È una malattia degenerativa del sistema nervoso centrale. La degenerazione è intesa come perdita lenta ma progressiva di neuroni. Avviene in varie parti del cervello, ma in modo particolare a livello della sostanza nera, i cui neuroni producono un neurotrasmettitore, la dopamina, che regola il funzionamento dei movimenti involontari attraverso l’attività dei nuclei della base. Insorge abitualmente tra i 50 e i 60 anni e ha andamento progressivo con durata che può superare i 20 anni. Esistono forme più giovanili che insorgono anche ai 40 anni e forme senili presenti in età molto avanzata. A tutt'oggi l'eziologia del morbo di P. è sconosciuta, mentre la patogenesi è stata ampiamente identificata nella drastica diminuzione a livello di alcune strutture del sistema extrapiramidale (sostanza nera, striato) della dopamina, uno dei principali neurotrasmettitori del sistema extrapiramidale. Tale carenza è responsabile di un'alterazione fondamentale dell'equilibrio con altri neurotrasmettitori attivi in queste strutture anatomiche, soprattutto con l'acetilcolina, la cui attività, non più bilanciata dalla dopamina, diventa prevalente.
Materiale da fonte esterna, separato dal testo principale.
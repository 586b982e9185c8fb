//! Headless browser rendering for douyin-dl
//!
//! The render collaborator drives a Chrome instance through a WebDriver
//! endpoint (chromedriver). Every request opens its own session and closes it
//! before returning, whatever happened in between.
//!
//! Failures are reported as [`RenderOutcome`] values rather than errors: the
//! extraction pipeline treats an unavailable or slow browser as "no result"
//! and moves on to its next fallback.

use std::time::{Duration, Instant};
use async_trait::async_trait;
use fantoccini::error::{CmdError, ErrorStatus};
use fantoccini::wd::{TimeoutConfiguration, WebDriverCompatibleCommand};
use fantoccini::{Client, ClientBuilder, Locator};
use log::{debug, warn};
use serde_json::{json, Map, Value};

/// Concatenated text of every `<script>` element on the page
const SCRIPT_TEXT_JS: &str = "return Array.from(document.querySelectorAll('script'))\
    .map(function (e) { return e.textContent || ''; }).join('\\n');";

/// Ready state plus number of fetched resources, used to detect network idle
const LOAD_STATE_JS: &str =
    "return [document.readyState, performance.getEntriesByType('resource').length];";

/// Interval between load-state polls
const SETTLE_POLL_INTERVAL: Duration = Duration::from_millis(250);

/// Resource count must stay unchanged this long to count as idle
const NETWORK_IDLE_QUIET: Duration = Duration::from_millis(500);

/// Result of a render request
#[derive(Debug, Clone, PartialEq, Eq)]
pub enum RenderOutcome<T> {
    /// The browser could not be started or the session failed
    Unavailable(String),
    /// Navigation did not finish within its budget
    Timeout,
    /// The page was rendered
    Success(T),
}

/// What a DOM query found on the rendered page
#[derive(Debug, Clone, PartialEq, Eq)]
pub enum DomProbe {
    /// Non-empty `src` attribute of the awaited element
    VideoSource(String),
    /// No usable element; script text (or page source) for pattern scanning
    ScriptText(String),
}

/// Navigation completion condition
#[derive(Debug, Clone, Copy, PartialEq, Eq)]
pub enum WaitUntil {
    /// DOM parsed, subresources may still be loading
    DomContentLoaded,
    /// `load` event fired
    Load,
    /// `load` fired and no new resources were requested for a short while
    NetworkIdle,
}

impl WaitUntil {
    /// WebDriver page load strategy matching this condition
    pub fn page_load_strategy(self) -> &'static str {
        match self {
            WaitUntil::DomContentLoaded => "eager",
            WaitUntil::Load | WaitUntil::NetworkIdle => "normal",
        }
    }
}

/// Options for a DOM query
#[derive(Debug, Clone)]
pub struct DomQueryOptions {
    pub user_agent: String,
    pub locale: String,
    pub bypass_csp: bool,
    pub nav_timeout: Duration,
    pub wait_until: WaitUntil,
    /// CSS selector of the element whose `src` is read
    pub selector: String,
    pub selector_timeout: Duration,
}

/// Options for an HTML snapshot
#[derive(Debug, Clone)]
pub struct SnapshotOptions {
    pub user_agent: Option<String>,
    pub nav_timeout: Duration,
    pub wait_until: WaitUntil,
    /// Upper bound for the post-navigation settle wait
    pub settle_timeout: Duration,
}

/// Render collaborator used by the extraction pipeline
#[async_trait]
pub trait PageRenderer: Send + Sync {
    /// Opens `url`, waits for `options.selector` and reads its `src`.
    ///
    /// When no element (or an empty `src`) shows up, the script text of the
    /// same page is returned instead.
    async fn probe_dom(&self, url: &str, options: &DomQueryOptions) -> RenderOutcome<DomProbe>;

    /// Returns the rendered document HTML of `url`
    async fn render_html(&self, url: &str, options: &SnapshotOptions) -> RenderOutcome<String>;
}

/// Renderer that never starts a browser
#[derive(Debug, Clone)]
pub struct DisabledRenderer {
    reason: String,
}

impl Default for DisabledRenderer {
    fn default() -> Self {
        Self::new("browser rendering disabled")
    }
}

impl DisabledRenderer {
    pub fn new(reason: impl Into<String>) -> Self {
        Self {
            reason: reason.into(),
        }
    }
}

#[async_trait]
impl PageRenderer for DisabledRenderer {
    async fn probe_dom(&self, _url: &str, _options: &DomQueryOptions) -> RenderOutcome<DomProbe> {
        RenderOutcome::Unavailable(self.reason.clone())
    }

    async fn render_html(&self, _url: &str, _options: &SnapshotOptions) -> RenderOutcome<String> {
        RenderOutcome::Unavailable(self.reason.clone())
    }
}

/// Chrome driven through a WebDriver server
#[derive(Debug, Clone)]
pub struct WebDriverRenderer {
    webdriver_url: String,
    headless: bool,
}

impl WebDriverRenderer {
    /// Create a renderer talking to the WebDriver server at `webdriver_url`
    pub fn new(webdriver_url: impl Into<String>) -> Self {
        Self {
            webdriver_url: webdriver_url.into(),
            headless: true,
        }
    }

    /// Show the browser window (useful when debugging selectors)
    pub fn with_headless(mut self, headless: bool) -> Self {
        self.headless = headless;
        self
    }

    async fn open_session(&self, capabilities: Map<String, Value>) -> Result<Client, String> {
        ClientBuilder::native()
            .capabilities(capabilities)
            .connect(&self.webdriver_url)
            .await
            .map_err(|e| format!("cannot start browser session at {}: {e}", self.webdriver_url))
    }

    async fn run_dom_probe(
        &self,
        client: &Client,
        url: &str,
        options: &DomQueryOptions,
    ) -> RenderOutcome<DomProbe> {
        apply_timeouts(client, options.nav_timeout).await;

        if options.bypass_csp {
            if let Err(e) = client.issue_cmd(CdpCommand::bypass_csp()).await {
                debug!("CSP bypass not supported by this driver: {e}");
            }
        }

        if let Err(e) = client.goto(url).await {
            return failed_outcome("navigation", e);
        }

        match client
            .wait()
            .at_most(options.selector_timeout)
            .for_element(Locator::Css(&options.selector))
            .await
        {
            Ok(element) => match element.attr("src").await {
                Ok(Some(src)) if !src.is_empty() => {
                    return RenderOutcome::Success(DomProbe::VideoSource(src));
                }
                Ok(_) => debug!("<{}> element has no src attribute", options.selector),
                Err(e) => debug!("reading src of <{}> failed: {e}", options.selector),
            },
            Err(e) => debug!(
                "no <{}> element within {:?}: {e}",
                options.selector, options.selector_timeout
            ),
        }

        match client.execute(SCRIPT_TEXT_JS, Vec::new()).await {
            Ok(Value::String(text)) => RenderOutcome::Success(DomProbe::ScriptText(text)),
            Ok(other) => {
                debug!("script collection returned {other}, using page source");
                page_source(client).await.map_script_text()
            }
            Err(e) => {
                debug!("script collection failed ({e}), using page source");
                page_source(client).await.map_script_text()
            }
        }
    }

    async fn run_snapshot(
        &self,
        client: &Client,
        url: &str,
        options: &SnapshotOptions,
    ) -> RenderOutcome<String> {
        apply_timeouts(client, options.nav_timeout).await;

        if let Err(e) = client.goto(url).await {
            return failed_outcome("navigation", e);
        }
        wait_for_settle(client, options.wait_until, options.settle_timeout).await;
        page_source(client).await
    }
}

#[async_trait]
impl PageRenderer for WebDriverRenderer {
    async fn probe_dom(&self, url: &str, options: &DomQueryOptions) -> RenderOutcome<DomProbe> {
        let capabilities = chrome_capabilities(
            Some(&options.user_agent),
            Some(&options.locale),
            options.wait_until,
            self.headless,
        );
        let client = match self.open_session(capabilities).await {
            Ok(client) => client,
            Err(reason) => return RenderOutcome::Unavailable(reason),
        };

        let outcome = self.run_dom_probe(&client, url, options).await;
        close_session(client).await;
        outcome
    }

    async fn render_html(&self, url: &str, options: &SnapshotOptions) -> RenderOutcome<String> {
        let capabilities = chrome_capabilities(
            options.user_agent.as_deref(),
            None,
            options.wait_until,
            self.headless,
        );
        let client = match self.open_session(capabilities).await {
            Ok(client) => client,
            Err(reason) => return RenderOutcome::Unavailable(reason),
        };

        let outcome = self.run_snapshot(&client, url, options).await;
        close_session(client).await;
        outcome
    }
}

trait ScriptTextOutcome {
    fn map_script_text(self) -> RenderOutcome<DomProbe>;
}

impl ScriptTextOutcome for RenderOutcome<String> {
    fn map_script_text(self) -> RenderOutcome<DomProbe> {
        match self {
            RenderOutcome::Success(html) => RenderOutcome::Success(DomProbe::ScriptText(html)),
            RenderOutcome::Unavailable(reason) => RenderOutcome::Unavailable(reason),
            RenderOutcome::Timeout => RenderOutcome::Timeout,
        }
    }
}

/// Chrome session capabilities for a render request
pub fn chrome_capabilities(
    user_agent: Option<&str>,
    locale: Option<&str>,
    wait_until: WaitUntil,
    headless: bool,
) -> Map<String, Value> {
    let mut args: Vec<String> = vec![
        "--disable-gpu".to_string(),
        "--no-sandbox".to_string(),
        "--disable-dev-shm-usage".to_string(),
        "--mute-audio".to_string(),
    ];
    if headless {
        args.push("--headless=new".to_string());
    }
    if let Some(ua) = user_agent {
        args.push(format!("--user-agent={ua}"));
    }

    let mut chrome_options = Map::new();
    if let Some(locale) = locale {
        args.push(format!("--lang={locale}"));
        chrome_options.insert("prefs".to_string(), json!({ "intl.accept_languages": locale }));
    }
    chrome_options.insert("args".to_string(), json!(args));

    let mut capabilities = Map::new();
    capabilities.insert("browserName".to_string(), json!("chrome"));
    capabilities.insert(
        "pageLoadStrategy".to_string(),
        json!(wait_until.page_load_strategy()),
    );
    capabilities.insert("goog:chromeOptions".to_string(), Value::Object(chrome_options));
    capabilities
}

/// chromedriver's vendor endpoint for Chrome DevTools Protocol commands
#[derive(Debug, Clone)]
struct CdpCommand {
    cmd: &'static str,
    params: Value,
}

impl CdpCommand {
    fn bypass_csp() -> Self {
        Self {
            cmd: "Page.setBypassCSP",
            params: json!({ "enabled": true }),
        }
    }
}

impl WebDriverCompatibleCommand for CdpCommand {
    fn endpoint(
        &self,
        base_url: &url::Url,
        session_id: Option<&str>,
    ) -> Result<url::Url, url::ParseError> {
        let session_id = session_id.unwrap_or_default();
        base_url.join(&format!("session/{session_id}/goog/cdp/execute"))
    }

    fn method_and_body(&self, _request_url: &url::Url) -> (http::Method, Option<String>) {
        let body = json!({ "cmd": self.cmd, "params": self.params });
        (http::Method::POST, Some(body.to_string()))
    }
}

async fn apply_timeouts(client: &Client, nav_timeout: Duration) {
    let timeouts = TimeoutConfiguration::new(Some(nav_timeout), Some(nav_timeout), None);
    if let Err(e) = client.update_timeouts(timeouts).await {
        debug!("could not set browser timeouts: {e}");
    }
}

async fn page_source(client: &Client) -> RenderOutcome<String> {
    match client.source().await {
        Ok(html) => RenderOutcome::Success(html),
        Err(e) => failed_outcome("reading page source", e),
    }
}

/// Waits until the page satisfies `wait_until` or `budget` runs out.
///
/// Running out of budget is not an error: the snapshot is taken anyway.
async fn wait_for_settle(client: &Client, wait_until: WaitUntil, budget: Duration) {
    if wait_until == WaitUntil::DomContentLoaded {
        return;
    }

    let deadline = Instant::now() + budget;
    let mut last_count: Option<u64> = None;
    let mut quiet_since = Instant::now();

    while Instant::now() < deadline {
        let state = match client.execute(LOAD_STATE_JS, Vec::new()).await {
            Ok(state) => state,
            Err(e) => {
                debug!("load state probe failed: {e}");
                return;
            }
        };
        let ready = state[0].as_str() == Some("complete");
        let count = state[1].as_u64().unwrap_or(0);

        if ready {
            if wait_until == WaitUntil::Load {
                return;
            }
            if last_count == Some(count) {
                if quiet_since.elapsed() >= NETWORK_IDLE_QUIET {
                    return;
                }
            } else {
                last_count = Some(count);
                quiet_since = Instant::now();
            }
        }

        tokio::time::sleep(SETTLE_POLL_INTERVAL).await;
    }
    debug!("page did not settle within {budget:?}, taking snapshot anyway");
}

async fn close_session(client: Client) {
    if let Err(e) = client.close().await {
        warn!("failed to close browser session: {e}");
    }
}

fn failed_outcome<T>(step: &str, err: CmdError) -> RenderOutcome<T> {
    if is_timeout(&err) {
        debug!("{step} timed out: {err}");
        RenderOutcome::Timeout
    } else {
        RenderOutcome::Unavailable(format!("{step} failed: {err}"))
    }
}

fn is_timeout(err: &CmdError) -> bool {
    match err {
        CmdError::WaitTimeout => true,
        CmdError::Standard(e) => matches!(e.error, ErrorStatus::Timeout | ErrorStatus::ScriptTimeout),
        _ => false,
    }
}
Sembra inoltre certo che anche altri neurotrasmettitori quali, p. es., l'acido gamma-amminobutirrico, l'acido glutammico e la serotonina, svolgano un ruolo non trascurabile, anche se non ancora sondato con precisione.
La malattia inizia in modo lento e subdolo con lieve tremore al capo o alle mani oppure a un emilato, il tremore è detto “a riposo” e in particolare quello delle mani si definisce “a contar monete”; la scrittura diviene tremula e con caratteri minuscoli (micrografia); il tremore dagli arti superiori si propaga a quelli inferiori e quando è molto accentuato può generalizzarsi o colpire un solo lato del corpo; la rigidità muscolare provoca di solito un atteggiamento in flessione e una particolare immobilità statuaria del viso (facies parkinsoniana); l'andatura è a piccoli passi e a gambe lievemente piegate; la parola è scandita, esitante all'inizio ed esplosiva in seguito; fra le alterazioni secretorie sono importanti la scialorrea, l'aumento della secrezione sudorale e sebacea, la poliuria; il carattere spesso peggiora e subentra una facile irritabilità.
La diagnosi del morbo di P. si basa sui caratteristici segni clinici di rigidità, tremore e bradicinesia (lentezza nei movimenti). Caratteristica è anche l'andatura che si può osservare facendo camminare la persona per un breve tratto.
La terapia del morbo di P. prevede l'uso di farmaci combinati variamente fra loro in diversi schemi terapeutici. Il principale è costituito dalla L-DOPA, precursore della dopamina, che è trasformato in dopamina da una carbossilasi presente sia nel cervello sia nel fegato e da farmaci anticolinergici, utili per smorzare l'aumento di attività dell'acetilcolina. A questi si sono progressivamente aggiunti negli ultimi anni l'amantadina, farmaco antivirale capace di stimolare la sintesi e il rilascio di dopamina, la bromocriptina, avente azione dopamino-agonista, e gli inibitori delle monoamminossidasi, che riducono il catabolismo della dopamina, prolungandone quindi l'effetto. Tutti questi farmaci sono spesso usati in maniera alternata per ridurre gli effetti collaterali che in una terapia così prolungata inevitabilmente tendono a manifestarsi. L'intervento chirurgico, che consiste nella lesione delle strutture extrapiramidali responsabili, è riservato ai casi con tremore grave o associato a ipertonia emilaterale e resistente alla terapia medica. Nel 1994 è stata sperimentata la prima terapia genica contro il morbo di P. su animali da laboratorio. La ricerca ha avuto come obiettivo l'induzione, con un trapianto di geni, della produzione di un enzima che a sua volta stimolasse la produzione di dopomina. Nel 1996, ricercatori italiani e statunitensi hanno identificato nel braccio lungo del cromosoma 4 una zona dove, con molta probabilità, si trova uno o più geni coinvolti nel morbo di P. I ricercatori hanno studiato un gruppo familiare individuando la regione cromosomica attraverso l'analisi di numerosi indicatori molecolari. Da qualche tempo è noto che circa il 15% dei malati ha parenti affetti dalla stessa malattia, fenomeno che fa sospettare una possibile base genetica del morbo. Da questa ricerca si spera ora di individuare il gene o i geni associati alla malattia, sulla base della quale realizzare, inizialmente, un test predittivo.